# [WORK TO BE COMPLETED]
Could you restate the data word for word?

▬▬▬▬▬▬▬▬▬▬

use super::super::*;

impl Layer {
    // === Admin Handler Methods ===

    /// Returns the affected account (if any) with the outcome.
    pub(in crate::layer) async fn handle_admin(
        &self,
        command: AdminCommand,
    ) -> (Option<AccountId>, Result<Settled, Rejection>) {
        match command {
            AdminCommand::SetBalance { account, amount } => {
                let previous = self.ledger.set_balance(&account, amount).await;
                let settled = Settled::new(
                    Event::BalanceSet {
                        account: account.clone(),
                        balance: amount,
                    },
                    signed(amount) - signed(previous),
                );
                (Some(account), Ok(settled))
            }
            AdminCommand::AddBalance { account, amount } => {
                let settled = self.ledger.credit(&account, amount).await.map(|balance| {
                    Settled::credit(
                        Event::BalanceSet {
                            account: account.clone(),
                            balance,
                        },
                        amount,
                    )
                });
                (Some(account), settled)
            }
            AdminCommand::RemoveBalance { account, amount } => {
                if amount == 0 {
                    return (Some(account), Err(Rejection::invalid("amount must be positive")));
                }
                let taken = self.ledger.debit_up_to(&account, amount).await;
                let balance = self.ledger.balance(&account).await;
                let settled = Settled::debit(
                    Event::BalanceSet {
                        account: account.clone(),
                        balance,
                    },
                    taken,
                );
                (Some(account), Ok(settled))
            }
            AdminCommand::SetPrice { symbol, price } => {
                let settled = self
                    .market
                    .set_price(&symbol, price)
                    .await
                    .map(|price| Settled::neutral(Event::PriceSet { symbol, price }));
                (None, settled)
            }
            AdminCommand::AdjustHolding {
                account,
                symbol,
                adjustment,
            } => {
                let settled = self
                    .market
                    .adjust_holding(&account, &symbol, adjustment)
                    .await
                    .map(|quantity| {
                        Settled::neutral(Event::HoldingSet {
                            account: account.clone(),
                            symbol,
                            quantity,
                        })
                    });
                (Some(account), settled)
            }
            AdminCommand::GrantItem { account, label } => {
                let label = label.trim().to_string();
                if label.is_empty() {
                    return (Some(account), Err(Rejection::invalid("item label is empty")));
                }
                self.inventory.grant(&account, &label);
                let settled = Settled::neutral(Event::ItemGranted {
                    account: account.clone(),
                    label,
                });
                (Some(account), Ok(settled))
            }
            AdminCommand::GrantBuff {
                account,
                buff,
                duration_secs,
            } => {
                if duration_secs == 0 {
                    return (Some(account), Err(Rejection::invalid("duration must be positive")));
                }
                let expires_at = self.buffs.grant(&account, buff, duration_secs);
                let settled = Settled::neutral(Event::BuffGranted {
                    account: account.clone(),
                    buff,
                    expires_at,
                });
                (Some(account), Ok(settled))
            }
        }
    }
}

▬▬▬▬▬▬▬▬▬▬

# [SOLUTION TO THIS TASK]
use super::super::*;

impl Layer {
    // === Admin Handler Methods ===

    /// Returns the affected account (if any) with the outcome.
    pub(in crate::layer) async fn handle_admin(
        &self,
        command: AdminCommand,
    ) -> (Option<AccountId>, Result<Settled, Rejection>) {
        match command {
            AdminCommand::SetBalance { account, amount } => {
                let previous = self.ledger.set_balance(&account, amount).await;
                let settled = Settled::new(
                    Event::BalanceSet {
                        account: account.clone(),
                        balance: amount,
                    },
                    signed(amount) - signed(previous),
                );
                (Some(account), Ok(settled))
            }
            AdminCommand::AddBalance { account, amount } => {
                let settled = self.ledger.credit(&account, amount).await.map(|balance| {
                    Settled::credit(
                        Event::BalanceSet {
                            account: account.clone(),
                            balance,
                        },
                        amount,
                    )
                });
                (Some(account), settled)
            }
            AdminCommand::RemoveBalance { account, amount } => {
                if amount == 0 {
                    return (Some(account), Err(Rejection::invalid("amount must be positive")));
                }
                let taken = self.ledger.debit_up_to(&account, amount).await;
                let balance = self.ledger.balance(&account).await;
                let settled = Settled::debit(
                    Event::BalanceSet {
                        account: account.clone(),
                        balance,
                    },
                    taken,
                );
                (Some(account), Ok(settled))
            }
            AdminCommand::SetPrice { symbol, price } => {
                let settled = self
                    .market
                    .set_price(&symbol, price)
                    .await
                    .map(|price| Settled::neutral(Event::PriceSet { symbol, price }));
                (None, settled)
            }
            AdminCommand::AdjustHolding {
                account,
                symbol,
                adjustment,
            } => {
                let settled = self
                    .market
                    .adjust_holding(&account, &symbol, adjustment)
                    .await
                    .map(|quantity| {
                        Settled::neutral(Event::HoldingSet {
                            account: account.clone(),
                            symbol,
                            quantity,
                        })
                    });
                (Some(account), settled)
            }
            AdminCommand::GrantItem { account, label } => {
                let label = label.trim().to_string();
                if label.is_empty() {
                    return (Some(account), Err(Rejection::invalid("item label is empty")));
                }
                self.inventory.grant(&account, &label);
                let settled = Settled::neutral(Event::ItemGranted {
                    account: account.clone(),
                    label,
                });
                (Some(account), Ok(settled))
            }
            AdminCommand::GrantBuff {
                account,
                buff,
                duration_secs,
            } => {
                if duration_secs == 0 {
                    return (Some(account), Err(Rejection::invalid("duration must be positive")));
                }
                let expires_at = self.buffs.grant(&account, buff, duration_secs);
                let settled = Settled::neutral(Event::BuffGranted {
                    account: account.clone(),
                    buff,
                    expires_at,
                });
                (Some(account), Ok(settled))
            }
        }
    }
}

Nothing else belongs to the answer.